Shibboleth is among the world’s most widely deployed federated identity solutions, connecting users to applications both within and between organizations. Every software component of the Shibboleth system is free and open source. We configured Shibboleth to use a service provider configuration to authenticate using HPE’s servers. In other words, HPE employees come to the demo site and login using their computer credentials.
The HPE Product Demo web site is responsible for authorization. Once HPE validates the user, it is up to the service provider to decide what the user has access to. Shibboleth is setup to hook into the existing access control. In addition, we’ve made several SAML domain changes to enhance security and user experience.

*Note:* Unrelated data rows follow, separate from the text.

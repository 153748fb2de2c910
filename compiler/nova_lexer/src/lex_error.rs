//! Lexical error values.
//!
//! Errors are accumulated, not raised: the scanner records every problem it
//! finds and finishes the pass, so one run reports all of them. Each error
//! carries WHERE (byte span + line/column) and WHAT (kind); the paired
//! best-effort token keeps the stream structurally usable.

use nova_ir::{SourcePosition, Span};
use std::fmt;

/// A recoverable lexical error.
#[derive(Clone, Debug, Eq, PartialEq, Hash)]
pub struct LexError {
    /// What went wrong.
    pub kind: LexErrorKind,
    /// Byte span of the offending construct.
    pub span: Span,
    /// Line/column where the construct started.
    pub pos: SourcePosition,
}

/// What kind of lexical error occurred.
#[derive(Clone, Debug, Eq, PartialEq, Hash)]
pub enum LexErrorKind {
    /// Buffer ended before the closing `"` of a string literal.
    UnterminatedString,
    /// Buffer ended before the closing `*/` of a block comment.
    UnterminatedBlockComment,
    /// A character no token rule accepts.
    UnknownCharacter { ch: char },
}

impl LexError {
    /// Buffer ended inside a string literal.
    #[cold]
    pub fn unterminated_string(span: Span, pos: SourcePosition) -> Self {
        LexError {
            kind: LexErrorKind::UnterminatedString,
            span,
            pos,
        }
    }

    /// Buffer ended inside a block comment.
    #[cold]
    pub fn unterminated_block_comment(span: Span, pos: SourcePosition) -> Self {
        LexError {
            kind: LexErrorKind::UnterminatedBlockComment,
            span,
            pos,
        }
    }

    /// A character no token rule accepts.
    #[cold]
    pub fn unknown_character(ch: char, span: Span, pos: SourcePosition) -> Self {
        LexError {
            kind: LexErrorKind::UnknownCharacter { ch },
            span,
            pos,
        }
    }
}

impl fmt::Display for LexErrorKind {
    fn fmt(&self, f: &mut fmt::Formatter<'_>) -> fmt::Result {
        match self {
            LexErrorKind::UnterminatedString => f.write_str("unterminated string literal"),
            LexErrorKind::UnterminatedBlockComment => f.write_str("unterminated block comment"),
            LexErrorKind::UnknownCharacter { ch } => {
                write!(f, "unknown character `{}`", ch.escape_default())
            }
        }
    }
}

impl fmt::Display for LexError {
    fn fmt(&self, f: &mut fmt::Formatter<'_>) -> fmt::Result {
        write!(f, "{}: {}", self.pos, self.kind)
    }
}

Shibboleth can be set up in a variety of different ways. For the most reliable method, Shibboleth installs as a web server module. Particularly an Apache or IIS module. Using this method is relatively easy to setup and yields great results. With .NET we can fill in the gaps such as handling SAML responses and proceeding onto authorization.
The HPE SSO project solved some issues for HPE. For example, they have fine grain control over user accounts and adoption of HPE passport was sparse. Furthermore, they can now have convenient multi-factor authentication using employees laptops and cell phones.